--- Requirement ---
What is needed here is an exact reprint of every record below.

--- Material shown ---
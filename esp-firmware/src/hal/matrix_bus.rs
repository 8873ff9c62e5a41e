// SPI-Anbindung der MAX7219 LED-Matrix
//
// SPI2 als Master, nur MOSI + SCK (der MAX7219 wird nie gelesen).
// Chip-Select übernimmt ExclusiveDevice, damit jede Register-Schreiboperation
// genau einen CS-Zyklus bekommt.

use embedded_hal_bus::spi::ExclusiveDevice;
use esp_hal::delay::Delay;
use esp_hal::gpio::{Level, Output, OutputConfig};
use esp_hal::spi::Mode;
use esp_hal::spi::master::{Config, Spi};
use esp_hal::time::Rate;
use esp_hal::Blocking;

use crate::config::SPI_FREQUENCY_KHZ;

// Type Aliases
pub type MatrixSpiBus = Spi<'static, Blocking>;
pub type MatrixSpiDevice = ExclusiveDevice<MatrixSpiBus, Output<'static>, Delay>;

/// Fehler beim Aufbau des SPI-Device
#[derive(Debug)]
pub enum MatrixBusError {
    /// SPI-Konfiguration vom Treiber abgelehnt
    SpiConfig,
    /// Chip-Select Pin konnte nicht gesetzt werden
    ChipSelect,
}

impl defmt::Format for MatrixBusError {
    fn format(&self, fmt: defmt::Formatter) {
        match self {
            MatrixBusError::SpiConfig => defmt::write!(fmt, "SPI config rejected"),
            MatrixBusError::ChipSelect => defmt::write!(fmt, "Chip select failed"),
        }
    }
}

/// Erstellt das SPI-Device für die Matrix
///
/// # Parameter
/// - `spi2`: SPI2 Peripheral
/// - `sck`: GPIO6 (Takt)
/// - `mosi`: GPIO7 (Daten)
/// - `cs`: GPIO10 (Chip-Select, aktiv low)
pub fn matrix_spi_device(
    spi2: esp_hal::peripherals::SPI2<'static>,
    sck: esp_hal::peripherals::GPIO6<'static>,
    mosi: esp_hal::peripherals::GPIO7<'static>,
    cs: esp_hal::peripherals::GPIO10<'static>,
) -> Result<MatrixSpiDevice, MatrixBusError> {
    // SPI Mode 0, 1 MHz
    let spi_cfg = Config::default()
        .with_frequency(Rate::from_khz(SPI_FREQUENCY_KHZ))
        .with_mode(Mode::_0);

    let spi_bus = Spi::new(spi2, spi_cfg)
        .map_err(|_| MatrixBusError::SpiConfig)?
        .with_sck(sck)
        .with_mosi(mosi);

    // CS idle high
    let cs = Output::new(cs, Level::High, OutputConfig::default());

    ExclusiveDevice::new(spi_bus, cs, Delay::new()).map_err(|_| MatrixBusError::ChipSelect)
}
//! Access-Point Einstellungen für die WiFi-LED-Demo

use core::net::Ipv4Addr;

use crate::config::ConfigError;

/// Sicherheits-Modus des Access Points
#[derive(Debug, Clone, Copy, PartialEq, Eq)]
pub enum ApSecurity {
    /// Offenes Netz (leeres Passwort)
    Open,
    /// WPA/WPA2-PSK
    WpaWpa2Personal,
}

impl ApSecurity {
    /// Wählt den Modus anhand des Passworts
    ///
    /// - leer → `Open`
    /// - 8..=63 Zeichen → `WpaWpa2Personal`
    /// - sonst → `ConfigError::InvalidPasswordLength`
    pub const fn for_password(password: &str) -> Result<Self, ConfigError> {
        match password.len() {
            0 => Ok(ApSecurity::Open),
            8..=63 => Ok(ApSecurity::WpaWpa2Personal),
            _ => Err(ConfigError::InvalidPasswordLength),
        }
    }
}

/// Prüft einen WiFi-Kanal (2.4 GHz, 1..=13)
pub const fn validate_channel(channel: u8) -> Result<u8, ConfigError> {
    match channel {
        1..=13 => Ok(channel),
        _ => Err(ConfigError::InvalidChannel),
    }
}

/// Obergrenze gleichzeitiger Stationen des ESP Access Points
pub const MAX_AP_CONNECTIONS: u8 = 10;

/// Prüft die SSID (802.11: 1..=32 Bytes)
pub const fn validate_ssid(ssid: &str) -> Result<&str, ConfigError> {
    match ssid.len() {
        1..=32 => Ok(ssid),
        _ => Err(ConfigError::InvalidSsidLength),
    }
}

/// Prüft die maximale Anzahl Stationen (1..=MAX_AP_CONNECTIONS)
pub const fn validate_max_connections(max: u8) -> Result<u8, ConfigError> {
    match max {
        1..=MAX_AP_CONNECTIONS => Ok(max),
        _ => Err(ConfigError::InvalidMaxConnections),
    }
}

/// Statische Netzwerk-Konfiguration des Access Points
#[derive(Debug, Clone, Copy, PartialEq, Eq)]
pub struct ApNetwork {
    pub address: Ipv4Addr,
    pub prefix_len: u8,
    pub gateway: Ipv4Addr,
}

impl ApNetwork {
    /// 192.168.1.1/24, Gateway = eigene Adresse
    pub const DEFAULT: ApNetwork = ApNetwork {
        address: Ipv4Addr::new(192, 168, 1, 1),
        prefix_len: 24,
        gateway: Ipv4Addr::new(192, 168, 1, 1),
    };

    /// Netzmaske aus der Präfix-Länge (Präfix > 32 zählt als /32)
    pub const fn netmask(&self) -> Ipv4Addr {
        let prefix = if self.prefix_len > 32 {
            32
        } else {
            self.prefix_len as u32
        };
        let bits = if prefix == 0 { 0 } else { u32::MAX << (32 - prefix) };
        Ipv4Addr::from_bits(bits)
    }
}

/// Zählt verbundene Stationen (nur für Log-Ausgaben)
#[derive(Debug, Clone, Copy, Default, PartialEq, Eq)]
pub struct StationCounter {
    connected: u8,
}

impl StationCounter {
    pub const fn new() -> Self {
        Self { connected: 0 }
    }

    /// Station ist beigetreten, liefert neue Anzahl
    pub fn joined(&mut self) -> u8 {
        self.connected = self.connected.saturating_add(1);
        self.connected
    }

    /// Station hat das Netz verlassen, liefert neue Anzahl
    ///
    /// Ein Leave-Event ohne vorheriges Join (z.B. nach Neustart des AP)
    /// lässt den Zähler bei 0.
    pub fn left(&mut self) -> u8 {
        self.connected = self.connected.saturating_sub(1);
        self.connected
    }

    pub fn connected(&self) -> u8 {
        self.connected
    }
}

#[cfg(feature = "defmt")]
impl defmt::Format for ApSecurity {
    fn format(&self, fmt: defmt::Formatter) {
        match self {
            ApSecurity::Open => defmt::write!(fmt, "Open"),
            ApSecurity::WpaWpa2Personal => defmt::write!(fmt, "WPA/WPA2-PSK"),
        }
    }
}

#[cfg(test)]
mod tests {
    use super::*;

    #[test]
    fn test_security_for_password() {
        assert_eq!(ApSecurity::for_password(""), Ok(ApSecurity::Open));
        assert_eq!(
            ApSecurity::for_password("mypassword"),
            Ok(ApSecurity::WpaWpa2Personal)
        );
        assert_eq!(
            ApSecurity::for_password("short"),
            Err(ConfigError::InvalidPasswordLength)
        );
    }

    #[test]
    fn test_default_network() {
        let net = ApNetwork::DEFAULT;
        assert_eq!(net.address, Ipv4Addr::new(192, 168, 1, 1));
        assert_eq!(net.netmask(), Ipv4Addr::new(255, 255, 255, 0));
    }

    #[test]
    fn test_netmask_prefix_bounds() {
        let mut net = ApNetwork::DEFAULT;
        net.prefix_len = 0;
        assert_eq!(net.netmask(), Ipv4Addr::new(0, 0, 0, 0));
        net.prefix_len = 32;
        assert_eq!(net.netmask(), Ipv4Addr::new(255, 255, 255, 255));
        net.prefix_len = 40;
        assert_eq!(net.netmask(), Ipv4Addr::new(255, 255, 255, 255));
    }

    #[test]
    fn test_station_counter_saturates() {
        let mut counter = StationCounter::new();
        assert_eq!(counter.left(), 0);
        assert_eq!(counter.joined(), 1);
        assert_eq!(counter.joined(), 2);
        assert_eq!(counter.left(), 1);
    }
}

--- Final answer ---
filename esp-firmware/src/hal/matrix_bus.rs
repository 8873ff9c62e5a41e
// SPI-Anbindung der MAX7219 LED-Matrix
//
// SPI2 als Master, nur MOSI + SCK (der MAX7219 wird nie gelesen).
// Chip-Select übernimmt ExclusiveDevice, damit jede Register-Schreiboperation
// genau einen CS-Zyklus bekommt.

use embedded_hal_bus::spi::ExclusiveDevice;
use esp_hal::delay::Delay;
use esp_hal::gpio::{Level, Output, OutputConfig};
use esp_hal::spi::Mode;
use esp_hal::spi::master::{Config, Spi};
use esp_hal::time::Rate;
use esp_hal::Blocking;

use crate::config::SPI_FREQUENCY_KHZ;

// Type Aliases
pub type MatrixSpiBus = Spi<'static, Blocking>;
pub type MatrixSpiDevice = ExclusiveDevice<MatrixSpiBus, Output<'static>, Delay>;

/// Fehler beim Aufbau des SPI-Device
#[derive(Debug)]
pub enum MatrixBusError {
    /// SPI-Konfiguration vom Treiber abgelehnt
    SpiConfig,
    /// Chip-Select Pin konnte nicht gesetzt werden
    ChipSelect,
}

impl defmt::Format for MatrixBusError {
    fn format(&self, fmt: defmt::Formatter) {
        match self {
            MatrixBusError::SpiConfig => defmt::write!(fmt, "SPI config rejected"),
            MatrixBusError::ChipSelect => defmt::write!(fmt, "Chip select failed"),
        }
    }
}

/// Erstellt das SPI-Device für die Matrix
///
/// # Parameter
/// - `spi2`: SPI2 Peripheral
/// - `sck`: GPIO6 (Takt)
/// - `mosi`: GPIO7 (Daten)
/// - `cs`: GPIO10 (Chip-Select, aktiv low)
pub fn matrix_spi_device(
    spi2: esp_hal::peripherals::SPI2<'static>,
    sck: esp_hal::peripherals::GPIO6<'static>,
    mosi: esp_hal::peripherals::GPIO7<'static>,
    cs: esp_hal::peripherals::GPIO10<'static>,
) -> Result<MatrixSpiDevice, MatrixBusError> {
    // SPI Mode 0, 1 MHz
    let spi_cfg = Config::default()
        .with_frequency(Rate::from_khz(SPI_FREQUENCY_KHZ))
        .with_mode(Mode::_0);

    let spi_bus = Spi::new(spi2, spi_cfg)
        .map_err(|_| MatrixBusError::SpiConfig)?
        .with_sck(sck)
        .with_mosi(mosi);

    // CS idle high
    let cs = Output::new(cs, Level::High, OutputConfig::default());

    ExclusiveDevice::new(spi_bus, cs, Delay::new()).map_err(|_| MatrixBusError::ChipSelect)
}
//! Access-Point Einstellungen für die WiFi-LED-Demo

use core::net::Ipv4Addr;

use crate::config::ConfigError;

/// Sicherheits-Modus des Access Points
#[derive(Debug, Clone, Copy, PartialEq, Eq)]
pub enum ApSecurity {
    /// Offenes Netz (leeres Passwort)
    Open,
    /// WPA/WPA2-PSK
    WpaWpa2Personal,
}

impl ApSecurity {
    /// Wählt den Modus anhand des Passworts
    ///
    /// - leer → `Open`
    /// - 8..=63 Zeichen → `WpaWpa2Personal`
    /// - sonst → `ConfigError::InvalidPasswordLength`
    pub const fn for_password(password: &str) -> Result<Self, ConfigError> {
        match password.len() {
            0 => Ok(ApSecurity::Open),
            8..=63 => Ok(ApSecurity::WpaWpa2Personal),
            _ => Err(ConfigError::InvalidPasswordLength),
        }
    }
}

/// Prüft einen WiFi-Kanal (2.4 GHz, 1..=13)
pub const fn validate_channel(channel: u8) -> Result<u8, ConfigError> {
    match channel {
        1..=13 => Ok(channel),
        _ => Err(ConfigError::InvalidChannel),
    }
}

/// Obergrenze gleichzeitiger Stationen des ESP Access Points
pub const MAX_AP_CONNECTIONS: u8 = 10;

/// Prüft die SSID (802.11: 1..=32 Bytes)
pub const fn validate_ssid(ssid: &str) -> Result<&str, ConfigError> {
    match ssid.len() {
        1..=32 => Ok(ssid),
        _ => Err(ConfigError::InvalidSsidLength),
    }
}

/// Prüft die maximale Anzahl Stationen (1..=MAX_AP_CONNECTIONS)
pub const fn validate_max_connections(max: u8) -> Result<u8, ConfigError> {
    match max {
        1..=MAX_AP_CONNECTIONS => Ok(max),
        _ => Err(ConfigError::InvalidMaxConnections),
    }
}

/// Statische Netzwerk-Konfiguration des Access Points
#[derive(Debug, Clone, Copy, PartialEq, Eq)]
pub struct ApNetwork {
    pub address: Ipv4Addr,
    pub prefix_len: u8,
    pub gateway: Ipv4Addr,
}

impl ApNetwork {
    /// 192.168.1.1/24, Gateway = eigene Adresse
    pub const DEFAULT: ApNetwork = ApNetwork {
        address: Ipv4Addr::new(192, 168, 1, 1),
        prefix_len: 24,
        gateway: Ipv4Addr::new(192, 168, 1, 1),
    };

    /// Netzmaske aus der Präfix-Länge (Präfix > 32 zählt als /32)
    pub const fn netmask(&self) -> Ipv4Addr {
        let prefix = if self.prefix_len > 32 {
            32
        } else {
            self.prefix_len as u32
        };
        let bits = if prefix == 0 { 0 } else { u32::MAX << (32 - prefix) };
        Ipv4Addr::from_bits(bits)
    }
}

/// Zählt verbundene Stationen (nur für Log-Ausgaben)
#[derive(Debug, Clone, Copy, Default, PartialEq, Eq)]
pub struct StationCounter {
    connected: u8,
}

impl StationCounter {
    pub const fn new() -> Self {
        Self { connected: 0 }
    }

    /// Station ist beigetreten, liefert neue Anzahl
    pub fn joined(&mut self) -> u8 {
        self.connected = self.connected.saturating_add(1);
        self.connected
    }

    /// Station hat das Netz verlassen, liefert neue Anzahl
    ///
    /// Ein Leave-Event ohne vorheriges Join (z.B. nach Neustart des AP)
    /// lässt den Zähler bei 0.
    pub fn left(&mut self) -> u8 {
        self.connected = self.connected.saturating_sub(1);
        self.connected
    }

    pub fn connected(&self) -> u8 {
        self.connected
    }
}

#[cfg(feature = "defmt")]
impl defmt::Format for ApSecurity {
    fn format(&self, fmt: defmt::Formatter) {
        match self {
            ApSecurity::Open => defmt::write!(fmt, "Open"),
            ApSecurity::WpaWpa2Personal => defmt::write!(fmt, "WPA/WPA2-PSK"),
        }
    }
}

#[cfg(test)]
mod tests {
    use super::*;

    #[test]
    fn test_security_for_password() {
        assert_eq!(ApSecurity::for_password(""), Ok(ApSecurity::Open));
        assert_eq!(
            ApSecurity::for_password("mypassword"),
            Ok(ApSecurity::WpaWpa2Personal)
        );
        assert_eq!(
            ApSecurity::for_password("short"),
            Err(ConfigError::InvalidPasswordLength)
        );
    }

    #[test]
    fn test_default_network() {
        let net = ApNetwork::DEFAULT;
        assert_eq!(net.address, Ipv4Addr::new(192, 168, 1, 1));
        assert_eq!(net.netmask(), Ipv4Addr::new(255, 255, 255, 0));
    }

    #[test]
    fn test_netmask_prefix_bounds() {
        let mut net = ApNetwork::DEFAULT;
        net.prefix_len = 0;
        assert_eq!(net.netmask(), Ipv4Addr::new(0, 0, 0, 0));
        net.prefix_len = 32;
        assert_eq!(net.netmask(), Ipv4Addr::new(255, 255, 255, 255));
        net.prefix_len = 40;
        assert_eq!(net.netmask(), Ipv4Addr::new(255, 255, 255, 255));
    }

    #[test]
    fn test_station_counter_saturates() {
        let mut counter = StationCounter::new();
        assert_eq!(counter.left(), 0);
        assert_eq!(counter.joined(), 1);
        assert_eq!(counter.joined(), 2);
        assert_eq!(counter.left(), 1);
    }
}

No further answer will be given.